> [Task]
Below are the records. List every line holding the word "under".

============

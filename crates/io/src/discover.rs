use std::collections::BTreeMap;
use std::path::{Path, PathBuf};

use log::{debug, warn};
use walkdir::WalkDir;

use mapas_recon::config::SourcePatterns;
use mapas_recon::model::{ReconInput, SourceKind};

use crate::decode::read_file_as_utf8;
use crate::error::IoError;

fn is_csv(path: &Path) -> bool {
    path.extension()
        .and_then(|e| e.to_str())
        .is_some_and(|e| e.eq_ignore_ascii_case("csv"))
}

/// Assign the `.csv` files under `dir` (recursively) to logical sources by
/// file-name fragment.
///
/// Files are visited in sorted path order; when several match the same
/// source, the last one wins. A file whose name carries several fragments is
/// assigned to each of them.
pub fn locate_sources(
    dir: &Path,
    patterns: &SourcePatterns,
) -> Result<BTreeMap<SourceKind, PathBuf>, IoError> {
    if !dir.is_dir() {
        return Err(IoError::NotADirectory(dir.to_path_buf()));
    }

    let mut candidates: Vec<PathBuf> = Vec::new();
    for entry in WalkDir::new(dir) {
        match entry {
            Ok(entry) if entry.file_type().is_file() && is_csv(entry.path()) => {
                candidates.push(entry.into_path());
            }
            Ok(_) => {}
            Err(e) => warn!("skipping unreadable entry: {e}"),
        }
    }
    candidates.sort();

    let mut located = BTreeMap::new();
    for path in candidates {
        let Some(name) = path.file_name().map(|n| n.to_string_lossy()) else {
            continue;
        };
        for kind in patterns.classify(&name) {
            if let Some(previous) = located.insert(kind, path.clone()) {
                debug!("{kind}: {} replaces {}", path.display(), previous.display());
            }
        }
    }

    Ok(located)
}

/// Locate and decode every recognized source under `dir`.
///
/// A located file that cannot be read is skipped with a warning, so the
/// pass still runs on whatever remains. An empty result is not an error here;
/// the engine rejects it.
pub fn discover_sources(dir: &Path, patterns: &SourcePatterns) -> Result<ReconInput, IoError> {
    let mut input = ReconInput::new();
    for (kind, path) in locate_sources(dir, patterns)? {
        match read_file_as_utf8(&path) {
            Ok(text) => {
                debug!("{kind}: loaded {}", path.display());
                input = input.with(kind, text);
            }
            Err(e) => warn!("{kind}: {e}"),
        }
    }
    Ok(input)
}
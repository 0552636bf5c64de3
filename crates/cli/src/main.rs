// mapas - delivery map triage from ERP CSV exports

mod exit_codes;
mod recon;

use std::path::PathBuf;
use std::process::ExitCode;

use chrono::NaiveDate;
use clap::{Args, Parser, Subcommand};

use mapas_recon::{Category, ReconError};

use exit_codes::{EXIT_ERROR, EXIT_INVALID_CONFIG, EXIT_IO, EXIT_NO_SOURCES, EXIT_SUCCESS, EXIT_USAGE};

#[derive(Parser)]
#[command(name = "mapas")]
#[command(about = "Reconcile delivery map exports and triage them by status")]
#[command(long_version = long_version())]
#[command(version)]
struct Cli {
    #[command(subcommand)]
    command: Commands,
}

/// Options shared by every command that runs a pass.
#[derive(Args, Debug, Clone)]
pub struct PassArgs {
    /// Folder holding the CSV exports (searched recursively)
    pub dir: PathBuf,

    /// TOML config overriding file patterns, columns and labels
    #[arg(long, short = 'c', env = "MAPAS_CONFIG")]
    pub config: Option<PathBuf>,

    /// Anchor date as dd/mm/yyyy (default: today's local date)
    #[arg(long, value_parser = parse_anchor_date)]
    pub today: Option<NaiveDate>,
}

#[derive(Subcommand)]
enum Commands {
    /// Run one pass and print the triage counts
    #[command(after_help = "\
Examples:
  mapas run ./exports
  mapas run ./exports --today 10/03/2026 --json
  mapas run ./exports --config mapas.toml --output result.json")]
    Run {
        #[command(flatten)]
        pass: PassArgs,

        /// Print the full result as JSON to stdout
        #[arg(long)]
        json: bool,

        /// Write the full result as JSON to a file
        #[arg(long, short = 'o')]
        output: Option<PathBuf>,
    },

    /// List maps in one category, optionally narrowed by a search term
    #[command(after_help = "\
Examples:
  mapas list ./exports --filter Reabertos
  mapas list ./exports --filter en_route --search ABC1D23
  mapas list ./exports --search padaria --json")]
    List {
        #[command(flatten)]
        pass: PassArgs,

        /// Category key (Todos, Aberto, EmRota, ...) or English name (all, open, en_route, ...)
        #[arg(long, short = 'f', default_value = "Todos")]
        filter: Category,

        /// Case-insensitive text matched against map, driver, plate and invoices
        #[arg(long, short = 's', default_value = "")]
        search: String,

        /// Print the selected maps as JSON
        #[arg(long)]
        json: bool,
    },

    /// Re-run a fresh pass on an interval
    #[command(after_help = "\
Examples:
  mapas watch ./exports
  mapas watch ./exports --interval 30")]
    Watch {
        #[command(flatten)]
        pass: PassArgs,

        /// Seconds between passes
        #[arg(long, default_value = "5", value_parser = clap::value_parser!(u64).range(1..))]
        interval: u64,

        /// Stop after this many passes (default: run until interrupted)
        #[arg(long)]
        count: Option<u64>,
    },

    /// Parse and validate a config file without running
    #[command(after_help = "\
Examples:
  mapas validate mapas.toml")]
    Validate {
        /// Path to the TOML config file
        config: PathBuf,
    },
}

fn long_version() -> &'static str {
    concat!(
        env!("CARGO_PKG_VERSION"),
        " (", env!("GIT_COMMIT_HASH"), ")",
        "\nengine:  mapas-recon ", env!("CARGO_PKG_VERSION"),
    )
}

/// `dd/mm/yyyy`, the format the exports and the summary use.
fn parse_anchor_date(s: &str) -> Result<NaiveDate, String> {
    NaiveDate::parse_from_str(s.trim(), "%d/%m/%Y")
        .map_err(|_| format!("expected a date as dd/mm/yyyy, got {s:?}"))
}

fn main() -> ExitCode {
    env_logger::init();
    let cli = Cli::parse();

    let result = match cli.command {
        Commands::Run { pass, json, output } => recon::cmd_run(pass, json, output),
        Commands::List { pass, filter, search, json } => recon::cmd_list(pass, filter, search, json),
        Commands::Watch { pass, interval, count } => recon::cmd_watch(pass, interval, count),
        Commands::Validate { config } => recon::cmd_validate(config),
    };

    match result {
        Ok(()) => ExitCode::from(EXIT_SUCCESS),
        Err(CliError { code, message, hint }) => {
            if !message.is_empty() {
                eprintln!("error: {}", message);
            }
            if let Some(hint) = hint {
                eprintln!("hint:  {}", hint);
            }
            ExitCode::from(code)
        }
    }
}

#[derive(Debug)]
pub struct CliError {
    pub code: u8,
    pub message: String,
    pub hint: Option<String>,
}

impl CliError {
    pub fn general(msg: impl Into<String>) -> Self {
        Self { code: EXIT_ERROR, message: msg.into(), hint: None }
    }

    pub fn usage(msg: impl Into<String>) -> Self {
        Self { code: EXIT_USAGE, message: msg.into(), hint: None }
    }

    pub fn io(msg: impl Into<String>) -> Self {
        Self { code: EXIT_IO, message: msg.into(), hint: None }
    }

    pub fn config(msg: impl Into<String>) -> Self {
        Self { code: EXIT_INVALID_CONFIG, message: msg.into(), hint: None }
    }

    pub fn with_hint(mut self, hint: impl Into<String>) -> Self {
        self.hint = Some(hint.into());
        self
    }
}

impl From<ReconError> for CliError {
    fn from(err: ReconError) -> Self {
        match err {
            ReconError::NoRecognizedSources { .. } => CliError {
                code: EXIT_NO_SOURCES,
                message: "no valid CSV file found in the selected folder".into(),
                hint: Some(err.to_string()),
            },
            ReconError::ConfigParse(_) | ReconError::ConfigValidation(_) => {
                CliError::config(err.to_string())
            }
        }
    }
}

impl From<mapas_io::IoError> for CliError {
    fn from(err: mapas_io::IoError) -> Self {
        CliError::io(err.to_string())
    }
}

============

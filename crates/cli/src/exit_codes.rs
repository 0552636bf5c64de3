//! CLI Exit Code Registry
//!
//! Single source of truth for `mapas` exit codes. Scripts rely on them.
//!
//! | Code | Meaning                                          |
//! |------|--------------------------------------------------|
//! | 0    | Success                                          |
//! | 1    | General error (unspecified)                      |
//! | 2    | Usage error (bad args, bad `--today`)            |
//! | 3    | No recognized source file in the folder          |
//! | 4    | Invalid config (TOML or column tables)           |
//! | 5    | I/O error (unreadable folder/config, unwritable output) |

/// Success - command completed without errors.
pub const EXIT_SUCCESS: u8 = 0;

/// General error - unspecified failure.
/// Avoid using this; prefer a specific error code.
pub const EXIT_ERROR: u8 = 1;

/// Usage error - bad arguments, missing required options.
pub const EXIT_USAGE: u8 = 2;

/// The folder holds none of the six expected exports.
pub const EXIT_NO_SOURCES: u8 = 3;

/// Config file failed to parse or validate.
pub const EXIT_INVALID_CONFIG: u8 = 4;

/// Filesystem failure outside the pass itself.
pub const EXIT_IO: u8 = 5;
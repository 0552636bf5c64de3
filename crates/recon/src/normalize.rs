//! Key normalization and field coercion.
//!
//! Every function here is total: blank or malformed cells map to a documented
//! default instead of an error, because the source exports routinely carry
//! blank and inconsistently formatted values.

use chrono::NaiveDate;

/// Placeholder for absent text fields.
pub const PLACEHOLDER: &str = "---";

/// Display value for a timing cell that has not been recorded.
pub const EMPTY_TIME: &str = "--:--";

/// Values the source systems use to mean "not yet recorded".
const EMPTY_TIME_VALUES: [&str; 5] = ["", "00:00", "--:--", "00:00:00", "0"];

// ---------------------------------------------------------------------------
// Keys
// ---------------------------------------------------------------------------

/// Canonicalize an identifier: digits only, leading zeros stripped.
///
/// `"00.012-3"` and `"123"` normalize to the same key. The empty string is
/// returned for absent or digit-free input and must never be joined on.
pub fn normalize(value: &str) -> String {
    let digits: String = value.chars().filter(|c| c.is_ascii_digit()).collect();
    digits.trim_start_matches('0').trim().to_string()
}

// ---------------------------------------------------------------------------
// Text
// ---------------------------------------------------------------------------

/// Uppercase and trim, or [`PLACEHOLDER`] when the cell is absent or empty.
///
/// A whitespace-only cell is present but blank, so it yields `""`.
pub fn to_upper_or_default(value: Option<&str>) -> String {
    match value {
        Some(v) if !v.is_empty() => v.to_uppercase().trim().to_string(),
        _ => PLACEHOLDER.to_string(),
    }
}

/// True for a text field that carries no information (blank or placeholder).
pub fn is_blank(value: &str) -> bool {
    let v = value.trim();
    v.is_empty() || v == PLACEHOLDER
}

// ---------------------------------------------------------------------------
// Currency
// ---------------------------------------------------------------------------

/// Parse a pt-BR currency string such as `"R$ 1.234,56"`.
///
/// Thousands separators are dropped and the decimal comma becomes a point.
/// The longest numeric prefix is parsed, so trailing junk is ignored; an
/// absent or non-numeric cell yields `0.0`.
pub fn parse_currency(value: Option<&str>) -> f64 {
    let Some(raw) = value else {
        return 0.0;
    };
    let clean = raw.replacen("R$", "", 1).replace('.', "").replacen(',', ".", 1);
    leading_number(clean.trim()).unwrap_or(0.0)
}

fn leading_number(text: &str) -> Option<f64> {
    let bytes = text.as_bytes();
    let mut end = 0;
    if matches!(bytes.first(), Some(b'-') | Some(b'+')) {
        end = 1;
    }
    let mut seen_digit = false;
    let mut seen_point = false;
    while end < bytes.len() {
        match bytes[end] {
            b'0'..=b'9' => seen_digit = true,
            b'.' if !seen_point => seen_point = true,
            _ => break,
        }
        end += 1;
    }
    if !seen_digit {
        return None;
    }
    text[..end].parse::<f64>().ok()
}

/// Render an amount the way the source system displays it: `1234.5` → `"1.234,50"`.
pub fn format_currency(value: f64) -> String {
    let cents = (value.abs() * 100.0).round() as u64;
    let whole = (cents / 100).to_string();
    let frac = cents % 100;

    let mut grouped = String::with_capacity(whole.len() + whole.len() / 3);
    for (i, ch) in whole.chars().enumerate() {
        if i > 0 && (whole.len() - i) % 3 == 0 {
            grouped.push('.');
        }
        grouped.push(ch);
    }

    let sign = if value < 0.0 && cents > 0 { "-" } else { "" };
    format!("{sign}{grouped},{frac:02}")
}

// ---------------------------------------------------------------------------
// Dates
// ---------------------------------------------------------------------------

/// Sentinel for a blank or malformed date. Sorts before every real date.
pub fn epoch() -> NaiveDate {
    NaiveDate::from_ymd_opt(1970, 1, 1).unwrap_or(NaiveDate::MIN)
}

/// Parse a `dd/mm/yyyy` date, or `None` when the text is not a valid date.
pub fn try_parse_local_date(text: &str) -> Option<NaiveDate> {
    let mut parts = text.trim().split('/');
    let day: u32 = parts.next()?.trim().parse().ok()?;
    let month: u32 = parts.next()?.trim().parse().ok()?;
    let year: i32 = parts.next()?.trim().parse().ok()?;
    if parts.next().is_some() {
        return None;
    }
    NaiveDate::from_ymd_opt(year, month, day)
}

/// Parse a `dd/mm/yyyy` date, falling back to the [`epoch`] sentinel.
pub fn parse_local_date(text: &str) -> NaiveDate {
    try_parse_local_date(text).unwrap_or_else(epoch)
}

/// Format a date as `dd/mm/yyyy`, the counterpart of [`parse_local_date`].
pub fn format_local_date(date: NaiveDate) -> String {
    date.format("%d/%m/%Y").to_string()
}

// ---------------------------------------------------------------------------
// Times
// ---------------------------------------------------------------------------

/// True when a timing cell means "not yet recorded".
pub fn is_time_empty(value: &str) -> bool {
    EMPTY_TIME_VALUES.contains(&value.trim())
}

============

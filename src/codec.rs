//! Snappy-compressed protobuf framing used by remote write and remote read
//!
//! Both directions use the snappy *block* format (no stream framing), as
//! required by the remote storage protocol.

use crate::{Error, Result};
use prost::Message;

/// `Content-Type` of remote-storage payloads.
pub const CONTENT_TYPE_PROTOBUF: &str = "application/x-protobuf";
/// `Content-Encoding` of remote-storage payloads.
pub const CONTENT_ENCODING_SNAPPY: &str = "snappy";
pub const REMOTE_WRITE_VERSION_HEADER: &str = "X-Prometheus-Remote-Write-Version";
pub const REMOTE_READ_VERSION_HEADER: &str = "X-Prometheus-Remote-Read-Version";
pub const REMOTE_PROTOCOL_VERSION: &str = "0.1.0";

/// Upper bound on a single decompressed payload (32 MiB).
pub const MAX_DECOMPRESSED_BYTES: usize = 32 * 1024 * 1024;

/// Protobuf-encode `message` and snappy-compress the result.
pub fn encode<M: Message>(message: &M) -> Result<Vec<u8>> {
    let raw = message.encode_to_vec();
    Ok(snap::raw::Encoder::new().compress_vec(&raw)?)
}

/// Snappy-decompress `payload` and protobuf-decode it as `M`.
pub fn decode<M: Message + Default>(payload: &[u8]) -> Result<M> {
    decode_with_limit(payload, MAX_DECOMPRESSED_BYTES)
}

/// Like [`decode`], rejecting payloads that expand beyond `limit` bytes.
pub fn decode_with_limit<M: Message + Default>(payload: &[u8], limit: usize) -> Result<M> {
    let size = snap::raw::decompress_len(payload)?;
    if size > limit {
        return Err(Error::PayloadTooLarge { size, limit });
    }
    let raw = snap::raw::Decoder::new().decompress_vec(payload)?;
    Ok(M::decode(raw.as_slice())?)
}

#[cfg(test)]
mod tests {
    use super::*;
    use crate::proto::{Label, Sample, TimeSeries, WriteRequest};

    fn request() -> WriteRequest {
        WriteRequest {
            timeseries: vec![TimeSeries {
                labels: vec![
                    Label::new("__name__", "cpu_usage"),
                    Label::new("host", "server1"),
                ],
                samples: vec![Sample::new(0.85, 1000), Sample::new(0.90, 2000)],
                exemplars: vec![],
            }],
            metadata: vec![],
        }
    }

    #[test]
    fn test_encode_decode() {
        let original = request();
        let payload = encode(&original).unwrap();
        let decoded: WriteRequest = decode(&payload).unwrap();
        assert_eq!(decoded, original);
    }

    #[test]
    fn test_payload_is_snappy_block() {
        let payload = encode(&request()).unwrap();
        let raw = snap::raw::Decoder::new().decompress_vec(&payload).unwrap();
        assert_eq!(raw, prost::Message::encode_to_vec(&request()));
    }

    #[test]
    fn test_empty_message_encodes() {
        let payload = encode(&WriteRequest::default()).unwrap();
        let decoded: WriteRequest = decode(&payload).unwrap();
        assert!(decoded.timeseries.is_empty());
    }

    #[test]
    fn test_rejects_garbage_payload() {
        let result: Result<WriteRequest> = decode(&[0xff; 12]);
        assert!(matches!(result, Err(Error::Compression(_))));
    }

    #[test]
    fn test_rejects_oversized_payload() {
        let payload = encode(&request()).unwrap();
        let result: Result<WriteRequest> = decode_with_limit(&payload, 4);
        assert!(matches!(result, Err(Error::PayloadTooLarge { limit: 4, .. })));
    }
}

============

> [Final answer]
/// Assign the `.csv` files under `dir` (recursively) to logical sources by
/// Locate and decode every recognized source under `dir`.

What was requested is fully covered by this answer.